Surprisingly, our highest risk of covid exposure during our travels was when we were flying.

During our travels, the worst air quality we experienced was unquestionably on airplanes.  This surprised us because of numerous articles about the safety of airline travel.  We expected that because of the air filtration system on the planes and the ceiling vents at each plane seat, the circulation would be quite good.  That is not what our Co2 meter showed us.  The circulation on our flights was poorer than any other vehicle or building we visited during our travels.  Our flight with the best air quality measured Co2 at 1424ppm on the ground and 1360ppm in the air.  Other flights were as bad as 2013ppm on the ground and 1560ppm in the air.  Intuitively, this makes sense.  The number of passengers on a plane is absolutely maximized, with the minimum feasible spacing between passengers.  No doors or windows are opened during the flight and the air quality is completely dependent on the efficiency of the mechanical filtration system on the plane.  Even the best filters can’t do much when a dozen people are within just a few feet of you for many hours at a time.

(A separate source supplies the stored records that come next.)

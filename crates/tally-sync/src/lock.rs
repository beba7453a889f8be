//! Per-tenant run lock shared by scheduled runs and manual triggers.

use chrono::{DateTime, Utc};
use std::time::Duration;
use tracing::{debug, error, warn};

use tally_db::Database;

use crate::error::{SyncError, SyncResult};

/// Proof of holding a tenant's run lock.
///
/// `started_at` is the fencing token: release only clears the lock while it
/// still carries this value.
#[derive(Debug, Clone, PartialEq, Eq)]
pub struct RunLease {
    pub tenant_id: String,
    pub started_at: DateTime<Utc>,
}

/// Compare-and-swap lock on the tenant's settings row.
///
/// A lock older than `stale_after` belongs to a crashed run and is taken over.
#[derive(Debug, Clone)]
pub struct TenantRunLock {
    db: Database,
    stale_after: Duration,
}

impl TenantRunLock {
    pub fn new(db: Database, stale_after: Duration) -> Self {
        TenantRunLock { db, stale_after }
    }

    /// Takes the lock or fails with `RunInProgress`.
    pub async fn acquire(&self, tenant_id: &str, now: DateTime<Utc>) -> SyncResult<RunLease> {
        match self
            .db
            .settings()
            .try_begin_run(tenant_id, now, self.stale_after)
            .await?
        {
            Some(started_at) => {
                debug!(tenant_id = %tenant_id, started_at = %started_at, "Tenant run lock acquired");
                Ok(RunLease {
                    tenant_id: tenant_id.to_string(),
                    started_at,
                })
            }
            None => {
                warn!(tenant_id = %tenant_id, "Sync run rejected, another run is active");
                Err(SyncError::RunInProgress {
                    tenant_id: tenant_id.to_string(),
                })
            }
        }
    }

    /// Releases the lock held by `lease`. Failures are logged; the lock then
    /// expires as stale.
    pub async fn release(&self, lease: RunLease) {
        match self
            .db
            .settings()
            .end_run(&lease.tenant_id, lease.started_at)
            .await
        {
            Ok(true) => {}
            Ok(false) => warn!(
                tenant_id = %lease.tenant_id,
                started_at = %lease.started_at,
                "Run lock was taken over as stale before release"
            ),
            Err(e) => {
                error!(tenant_id = %lease.tenant_id, error = %e, "Failed to release tenant run lock")
            }
        }
    }
}

#[cfg(test)]
mod tests {
    use super::*;
    use crate::testing::{at, seed_tenant, test_db};

    #[tokio::test]
    async fn test_second_acquire_is_rejected() {
        let db = test_db().await;
        seed_tenant(&db, "t1").await;
        let lock = TenantRunLock::new(db, Duration::from_secs(600));
        let now = Utc::now();

        let lease = lock.acquire("t1", now).await.unwrap();
        let err = lock.acquire("t1", now).await.unwrap_err();
        assert!(matches!(err, SyncError::RunInProgress { .. }));
        assert!(err.is_retryable());

        lock.release(lease).await;
        lock.acquire("t1", now).await.unwrap();
    }

    #[tokio::test]
    async fn test_late_release_keeps_takeover_lock() {
        let db = test_db().await;
        seed_tenant(&db, "t1").await;
        let lock = TenantRunLock::new(db.clone(), Duration::from_secs(3600));

        let slow = lock.acquire("t1", at(3, 1)).await.unwrap();
        let takeover = lock.acquire("t1", at(3, 3)).await.unwrap();

        // The stalled run finishes after losing its lock
        lock.release(slow).await;

        let err = lock.acquire("t1", at(3, 3)).await.unwrap_err();
        assert!(matches!(err, SyncError::RunInProgress { .. }));
        assert_eq!(
            db.settings().active_run_since("t1").await.unwrap(),
            Some(takeover.started_at)
        );

        lock.release(takeover).await;
        assert!(db.settings().active_run_since("t1").await.unwrap().is_none());
    }
}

The reality of air quality on planes seems to be a little bit different than official claims.

Airline mask requirements were lifted shortly before we travelled, and we wonder how much different that might make.  In addition to assumptions about masking, early studies on airline safety also included precautions like empty middle seats, which would have reduced the number of passengers and increased spacing.  Regardless, it’s clear to us that the air quality safety features of planes in reality is very different than what airlines and health officials advertise.


Overall, our portable Co2 meter has proven to be a very useful and convenient tool to manage our airborne illness risk during travel.  Sometimes we cannot choose if or when we travel.  Usually, we cannot screen who we might encounter during our travels.  Having the ability to make informed decisions in real time about personal safety is a necessity for anyone like me with elevated risk and consequences of infection.  Understanding our relative risk in different travel environments can be liberating, because it allows us to fully experience places where we know the risk is low.  While we will continue to wear masks indoors, we became increasingly comfortable over the course of our travels in the trains and train stations of the cities we visited.  But we will probably limit flying to absolute necessities.  For now.